YEMA : une plateforme VOD pour le cinéma oriental

Mettre en lumière la création cinématographique d’orient, c’est l’objectif du projet YEMA, une plateforme VOD qui fait actuellement campagne – et cartonne – sur Ulule. 

Papicha, Les Hirondelles de Kaboul ou encore Persépolis : ces films connus dans le monde entier, car primés, figurent dans la sélection de cette toute nouvelle plateforme visant à rassembler les courts et long-métrages du Maghreb, du Proche et du Moyen Orient.
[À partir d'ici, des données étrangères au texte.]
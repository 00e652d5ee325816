use std::fs;
use std::io::{self, Read};

use anyhow::{Context, Result};
use clap::Parser;
use tracing_subscriber::EnvFilter;

use docrank::{decode_result, decode_results, rank_stats, Ranker, ResultScorer, ScoringConfig};

mod cli;
use cli::{display, Cli, Commands, ScorerArgs};

fn main() {
    init_logging();

    let cli = Cli::parse();
    if let Err(e) = run(cli) {
        eprintln!("{} {:#}", display::error_prefix(), e);
        std::process::exit(1);
    }
}

/// Logs go to stderr so `rank --json` output stays pipeable.
fn init_logging() {
    let filter = EnvFilter::try_from_env("DOCRANK_LOG").unwrap_or_else(|_| EnvFilter::new("warn"));
    tracing_subscriber::fmt()
        .with_env_filter(filter)
        .with_writer(io::stderr)
        .init();
}

fn run(cli: Cli) -> Result<()> {
    match cli.command {
        Commands::Rank {
            file,
            scorer,
            limit,
            json,
        } => run_rank(file.as_deref(), &scorer, limit, json),
        Commands::Score { record, scorer } => run_score(&record, &scorer),
        Commands::Classify { paths, scorer } => run_classify(&paths, &scorer),
    }
}

fn run_rank(file: Option<&str>, args: &ScorerArgs, limit: Option<usize>, json: bool) -> Result<()> {
    let config = load_config(args)?;
    let input = read_input(file)?;
    let results = decode_results(&input).context("Failed to decode records")?;
    tracing::info!(count = results.len(), "decoded candidate results");

    let mut ranker = Ranker::new(config.scorer());
    if let Some(limit) = limit {
        ranker = ranker.with_limit(limit);
    }

    #[cfg(feature = "parallel")]
    let ranked = ranker.rank_parallel(results);
    #[cfg(not(feature = "parallel"))]
    let ranked = ranker.rank(results);

    if json {
        let out = serde_json::to_string_pretty(&ranked).context("Failed to serialize results")?;
        println!("{}", out);
    } else {
        display::print_ranked(&ranked, rank_stats(&ranked));
    }
    Ok(())
}

fn run_score(record: &str, args: &ScorerArgs) -> Result<()> {
    let config = load_config(args)?;
    let result = decode_result(record).context("Failed to decode record")?;
    println!("{}", config.scorer().score(&result));
    Ok(())
}

fn run_classify(paths: &[String], args: &ScorerArgs) -> Result<()> {
    let pattern = load_config(args)?.pattern();
    for path in paths {
        display::print_classification(path, pattern.matches(path));
    }
    Ok(())
}

/// Config file first, then command-line overrides on top.
fn load_config(args: &ScorerArgs) -> Result<ScoringConfig> {
    let config = match &args.config {
        Some(path) => ScoringConfig::load(path)
            .with_context(|| format!("Failed to load config {}", path))?,
        None => ScoringConfig::default(),
    };
    config
        .with_overrides(args.penalty)
        .context("Invalid scoring options")
}

fn read_input(file: Option<&str>) -> Result<String> {
    match file {
        None | Some("-") => {
            let mut raw = String::new();
            io::stdin()
                .read_to_string(&mut raw)
                .context("Failed to read stdin")?;
            Ok(raw)
        }
        Some(path) => fs::read_to_string(path).with_context(|| format!("Failed to read {}", path)),
    }
}
// Copyright 2025-present Harīṣh Tummalachērla
// SPDX-License-Identifier: Apache-2.0

//! Fuzz target for the generated-docs predicate and scorer.
//!
//! Any filename, any score: the scorer returns either the penalty or the
//! incoming score, never anything else, and never panics.

#![no_main]

use arbitrary::Arbitrary;
use docrank::{
    is_generated_reference, GeneratedDocsScorer, ResultScorer, SearchResult, GENERATED_DOC_PENALTY,
};
use libfuzzer_sys::fuzz_target;

#[derive(Arbitrary, Debug)]
struct Input {
    filename: Option<String>,
    score: f64,
}

fuzz_target!(|input: Input| {
    let generated = input
        .filename
        .as_deref()
        .map(is_generated_reference)
        .unwrap_or(false);

    let result = SearchResult::new("doc", "title", "", "", input.score, input.filename);
    let out = GeneratedDocsScorer::default().score(&result);

    // INVARIANT: override or identity
    if generated {
        assert_eq!(out, GENERATED_DOC_PENALTY);
    } else {
        assert_eq!(out.to_bits(), input.score.to_bits());
    }

    // INVARIANT: pure
    assert_eq!(out.to_bits(), GeneratedDocsScorer::default().score(&result).to_bits());
});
De grands succès donc, aux côtés d’autres œuvres contemporaines au coeur de YEMA, dont le nom fait référence à la figure de la mère et de la grand-mère en arabe, avec Ima, sa cousine hébraïque : “ C’est une figure tutélaire, quels que soient l’époque, le lieu et la culture. Elle raconte des histoires et partage son savoir. Yema, éduque et transmet des récits aux générations suivantes. Elle assure la survie des histoires, des personnages et des cultures. Elle est la garante de nos mémoires collectives. Yema a pour ambition de réunir celles et ceux qui l’entourent.” expliquent les trois co fondatrices du projet. 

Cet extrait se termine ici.